Mr. Palladino surmised, "I think we'll come up with something that can save the city money without affecting our members," which seemed to rule out employee health-care contributions.

One possibility is to agree to the Mayor's push for an elimination of permanent health-care coverage for those with at least 10 years in government, a Giuliani administration measure that primarily benefits political appointees rather than career civil servants. But that doesn't offer nearly the savings Mr. Bloomberg has set as his goal from union "contributions."

On the other hand, there's not much he can hold over the unions' heads, aside from some pungent newspaper editorials if they don't knuckle under. The stimulus money removed the scent of disaster around the bend and rendered the budget proposal he released less than a month ago obsolete.

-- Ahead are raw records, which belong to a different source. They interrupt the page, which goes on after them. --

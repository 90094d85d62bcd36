//! Territory scoring handlers.

mod get_territory_analysis;
mod list_territory_analyses;
mod score_territory;

pub use get_territory_analysis::{GetTerritoryAnalysisHandler, GetTerritoryAnalysisQuery};
pub use list_territory_analyses::{ListTerritoryAnalysesHandler, ListTerritoryAnalysesQuery};
pub use score_territory::{ScoreTerritoryCommand, ScoreTerritoryHandler, MAX_MARKETS_PER_REQUEST};
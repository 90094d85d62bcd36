//! AddMetricHandler - Command handler for extending a metric set.
//!
//! A new metric raises every assessment's item count, so completion drops
//! until a value is entered for it.

use std::sync::Arc;

use super::{load_owned_set, persist_with_rescored, MetricSetRescored};
use crate::domain::assessment::{AssessmentError, MetricDefinition, MetricSetMetricsChanged};
use crate::domain::foundation::{CommandMetadata, DomainEvent, MetricSetId};
use crate::ports::{AssessmentRepository, EventPublisher, MetricSetRepository};

/// Command to add one metric definition to a set.
#[derive(Debug, Clone)]
pub struct AddMetricCommand {
    pub metric_set_id: MetricSetId,
    pub metric: MetricDefinition,
}

pub struct AddMetricHandler {
    metric_sets: Arc<dyn MetricSetRepository>,
    assessments: Arc<dyn AssessmentRepository>,
    publisher: Arc<dyn EventPublisher>,
}

impl AddMetricHandler {
    pub fn new(
        metric_sets: Arc<dyn MetricSetRepository>,
        assessments: Arc<dyn AssessmentRepository>,
        publisher: Arc<dyn EventPublisher>,
    ) -> Self {
        Self {
            metric_sets,
            assessments,
            publisher,
        }
    }

    pub async fn handle(
        &self,
        cmd: AddMetricCommand,
        metadata: CommandMetadata,
    ) -> Result<MetricSetRescored, AssessmentError> {
        let original =
            load_owned_set(self.metric_sets.as_ref(), cmd.metric_set_id, &metadata.user_id).await?;
        let mut set = original.clone();
        let key = cmd.metric.key.clone();
        set.add_metric(cmd.metric)?;

        let rescored = persist_with_rescored(
            self.metric_sets.as_ref(),
            self.assessments.as_ref(),
            &original,
            &set,
            &metadata,
        )
        .await?;

        let changed = MetricSetMetricsChanged::added(set.id(), key.clone()).to_envelope()?;
        let mut envelopes = vec![metadata.stamp(changed)];
        envelopes.extend(rescored.envelopes);
        self.publisher.publish_all(envelopes).await?;

        tracing::info!(
            metric_set_id = %set.id(),
            key = %key,
            rescored = rescored.count,
            "metric added"
        );

        Ok(MetricSetRescored {
            metric_set: set,
            rescored_assessments: rescored.count,
        })
    }
}
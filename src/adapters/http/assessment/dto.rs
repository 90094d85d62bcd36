//! HTTP DTOs for assessment endpoints.

use serde::{Deserialize, Serialize};

use crate::application::handlers::assessment::{AssessmentUpdate, AssessmentView};
use crate::domain::assessment::{
    MetricBreakdown, MetricValue, SiteAssessment, SiteVisitGrade, SiteVisitRating,
};

// ════════════════════════════════════════════════════════════════════════════
// Request DTOs
// ════════════════════════════════════════════════════════════════════════════

/// Query parameters for listing assessments.
#[derive(Debug, Clone, Default, Deserialize)]
pub struct ListAssessmentsParams {
    #[serde(default)]
    pub metric_set_id: Option<String>,
}

/// Request to start an assessment.
#[derive(Debug, Clone, Deserialize)]
pub struct CreateAssessmentRequest {
    pub metric_set_id: String,
    pub site_name: String,
    #[serde(default)]
    pub address: Option<String>,
}

/// Request to record a metric value; `entered_value: null` clears it.
#[derive(Debug, Clone, Deserialize)]
pub struct RecordMetricValueRequest {
    pub entered_value: Option<f64>,
    #[serde(default)]
    pub notes: Option<String>,
}

/// Request to grade a site-visit criterion; `grade: null` clears it.
#[derive(Debug, Clone, Deserialize)]
pub struct RateSiteVisitRequest {
    pub grade: Option<SiteVisitGrade>,
    #[serde(default)]
    pub notes: Option<String>,
}

// ════════════════════════════════════════════════════════════════════════════
// Response DTOs
// ════════════════════════════════════════════════════════════════════════════

/// Assessment view for API responses.
#[derive(Debug, Clone, Serialize)]
pub struct AssessmentResponse {
    pub id: String,
    pub metric_set_id: String,
    pub site_name: String,
    #[serde(skip_serializing_if = "Option::is_none")]
    pub address: Option<String>,
    pub metric_values: Vec<MetricValue>,
    pub site_visit_ratings: Vec<SiteVisitRating>,
    pub overall_signal_score: Option<f64>,
    pub completion_percentage: u8,
    pub created_at: String,
    pub updated_at: String,
}

impl From<SiteAssessment> for AssessmentResponse {
    fn from(assessment: SiteAssessment) -> Self {
        Self {
            id: assessment.id().to_string(),
            metric_set_id: assessment.metric_set_id().to_string(),
            site_name: assessment.site_name().to_string(),
            address: assessment.address().map(str::to_string),
            metric_values: assessment.metric_values().to_vec(),
            site_visit_ratings: assessment.site_visit_ratings().to_vec(),
            overall_signal_score: assessment.overall_signal_score().map(|s| s.value()),
            completion_percentage: assessment.completion_percentage().value(),
            created_at: assessment.created_at().to_rfc3339(),
            updated_at: assessment.updated_at().to_rfc3339(),
        }
    }
}

/// Assessment plus its per-metric breakdown.
#[derive(Debug, Clone, Serialize)]
pub struct AssessmentDetailResponse {
    pub assessment: AssessmentResponse,
    pub metric_set_name: String,
    pub breakdown: Vec<MetricBreakdown>,
}

impl From<AssessmentView> for AssessmentDetailResponse {
    fn from(view: AssessmentView) -> Self {
        Self {
            assessment: view.assessment.into(),
            metric_set_name: view.metric_set_name,
            breakdown: view.breakdown,
        }
    }
}

/// Result of a command that rescored an assessment.
#[derive(Debug, Clone, Serialize)]
pub struct AssessmentUpdateResponse {
    pub assessment: AssessmentResponse,
    pub scores_changed: bool,
}

impl From<AssessmentUpdate> for AssessmentUpdateResponse {
    fn from(update: AssessmentUpdate) -> Self {
        Self {
            scores_changed: update.outcome.changed(),
            assessment: update.assessment.into(),
        }
    }
}

/// A list of assessments without per-metric breakdowns.
#[derive(Debug, Clone, Serialize)]
pub struct AssessmentListResponse {
    pub items: Vec<AssessmentResponse>,
    pub total: usize,
}

impl From<Vec<SiteAssessment>> for AssessmentListResponse {
    fn from(assessments: Vec<SiteAssessment>) -> Self {
        Self {
            total: assessments.len(),
            items: assessments.into_iter().map(Into::into).collect(),
        }
    }
}

#[cfg(test)]
mod tests {
    use super::*;
    use crate::domain::foundation::{MetricSetId, UserId};

    #[test]
    fn rate_request_parses_grade_letters() {
        let req: RateSiteVisitRequest = serde_json::from_str(r#"{"grade": "B"}"#).unwrap();
        assert_eq!(req.grade, Some(SiteVisitGrade::B));

        let req: RateSiteVisitRequest = serde_json::from_str(r#"{"grade": null}"#).unwrap();
        assert_eq!(req.grade, None);
    }

    #[test]
    fn assessment_response_conversion() {
        let assessment = SiteAssessment::new(
            UserId::new("user-1").unwrap(),
            MetricSetId::new(),
            "Harbor Plaza",
            Some("12 Dock Rd".to_string()),
        )
        .unwrap();
        let id = assessment.id().to_string();

        let response: AssessmentResponse = assessment.into();

        assert_eq!(response.id, id);
        assert_eq!(response.site_name, "Harbor Plaza");
        assert_eq!(response.completion_percentage, 0);
        assert!(response.overall_signal_score.is_none());
    }
}
//! HTTP adapter for site assessment endpoints.

mod dto;
mod handlers;
mod routes;

pub use dto::{
    AssessmentDetailResponse, AssessmentListResponse, AssessmentResponse,
    AssessmentUpdateResponse, CreateAssessmentRequest, ListAssessmentsParams, RateSiteVisitRequest,
    RecordMetricValueRequest,
};
pub use handlers::AssessmentHandlers;
pub use routes::assessment_routes;
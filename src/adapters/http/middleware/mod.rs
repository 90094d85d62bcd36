//! HTTP middleware for axum.
//!
//! - `caller` - Caller identity extractor

pub mod caller;

pub use caller::{Caller, CallerRejection, RequireUser, REQUEST_ID_HEADER, USER_ID_HEADER};
//! In-memory event bus.
//!
//! Keeps the most recent published envelopes in process and logs each one.
//! Used by the binary when no external broker is configured and by tests
//! for assertions.

use async_trait::async_trait;
use std::collections::VecDeque;
use std::sync::RwLock;

use crate::domain::foundation::{DomainError, ErrorCode, EventEnvelope};
use crate::ports::EventPublisher;

/// Number of envelopes retained by [`InMemoryEventBus::new`].
pub const DEFAULT_RETAINED_EVENTS: usize = 1_000;

/// In-memory event bus with bounded history.
///
/// ```ignore
/// let bus = Arc::new(InMemoryEventBus::new());
/// bus.publish(envelope).await?;
/// assert!(bus.has_event("assessment.scores_recalculated.v1"));
/// ```
pub struct InMemoryEventBus {
    published: RwLock<VecDeque<EventEnvelope>>,
    capacity: usize,
}

impl InMemoryEventBus {
    pub fn new() -> Self {
        Self::with_capacity(DEFAULT_RETAINED_EVENTS)
    }

    /// Creates a bus that keeps at most `capacity` envelopes, dropping the oldest.
    pub fn with_capacity(capacity: usize) -> Self {
        Self {
            published: RwLock::new(VecDeque::with_capacity(capacity.min(DEFAULT_RETAINED_EVENTS))),
            capacity: capacity.max(1),
        }
    }

    // === Inspection ===

    /// Returns retained events, oldest first.
    pub fn published_events(&self) -> Vec<EventEnvelope> {
        match self.published.read() {
            Ok(events) => events.iter().cloned().collect(),
            Err(poisoned) => poisoned.into_inner().iter().cloned().collect(),
        }
    }

    /// Returns events of a specific type.
    pub fn events_of_type(&self, event_type: &str) -> Vec<EventEnvelope> {
        self.published_events()
            .into_iter()
            .filter(|e| e.event_type == event_type)
            .collect()
    }

    /// Returns events for a specific aggregate.
    pub fn events_for_aggregate(&self, aggregate_id: &str) -> Vec<EventEnvelope> {
        self.published_events()
            .into_iter()
            .filter(|e| e.aggregate_id == aggregate_id)
            .collect()
    }

    pub fn event_count(&self) -> usize {
        self.published_events().len()
    }

    pub fn has_event(&self, event_type: &str) -> bool {
        self.published_events().iter().any(|e| e.event_type == event_type)
    }

    pub fn clear(&self) {
        if let Ok(mut events) = self.published.write() {
            events.clear();
        }
    }
}

impl Default for InMemoryEventBus {
    fn default() -> Self {
        Self::new()
    }
}

#[async_trait]
impl EventPublisher for InMemoryEventBus {
    async fn publish(&self, event: EventEnvelope) -> Result<(), DomainError> {
        tracing::info!(
            event_id = %event.event_id,
            event_type = %event.event_type,
            aggregate_id = %event.aggregate_id,
            correlation_id = ?event.metadata.correlation_id,
            "domain event published"
        );

        let mut events = self.published.write().map_err(|_| {
            DomainError::new(ErrorCode::InternalError, "event bus lock poisoned")
        })?;
        if events.len() == self.capacity {
            events.pop_front();
        }
        events.push_back(event);
        Ok(())
    }

    async fn publish_all(&self, events: Vec<EventEnvelope>) -> Result<(), DomainError> {
        for event in events {
            self.publish(event).await?;
        }
        Ok(())
    }
}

At the same time, another political reality has come into focus: Mr. Bloomberg's re-election bid is looking like something other than a slamdunk, even as he tries to corner the market on campaign consultants. Even before a Marist College poll released Feb. 20 showed the Mayor's approval rating was just 52 percent- down about 20 points from a short time earlier—it was reported that he was having trouble getting city Republicans to allow him to run as their standard-bearer. There was left-over bitterness from when he cast his lot as an independent two years ago while leaving them parched in their thirst for patronage over the preceding five years.

Tough Spot for Unpopular Moves

He faces a backlash among a significant segment of the population over the high-handed way that he nullified two previous referendums on term limits to gain the right to seek a third term. And he is asking City Council Members, whose necks are alongside his on the block and lack his money to buy their way back into the voters' good graces, to approve such sure-fire vote-getters as disbanding a dozen fire companies and discontinuing night tours at four others.

All those factors explain why the unions seem no more unsettled by the prospect of unflattering editorials than Ms. Savino has been. Mr. Palladino put it this way: "It's unfair to be coming after labor when Wall Street was still paying those huge bonuses even with the stock market down 30 percent in the last year."

If the stimulus package hadn't been so generous to New York, the budget situation would have been desperate enough that the fear of massive layoffs could have broken down union convictions that they shouldn't be taking the greatest weight for the financial industry meltdown. But the Obama Administration, with the guidance of the city's congressional delegation, has paid its first big dividend for public workers here by removing the urgency for their unions to capitulate.

Mr. Bloomberg is likely to come away with something, but with the city off the critical list, it's unlikely the unions will be donating any major organs.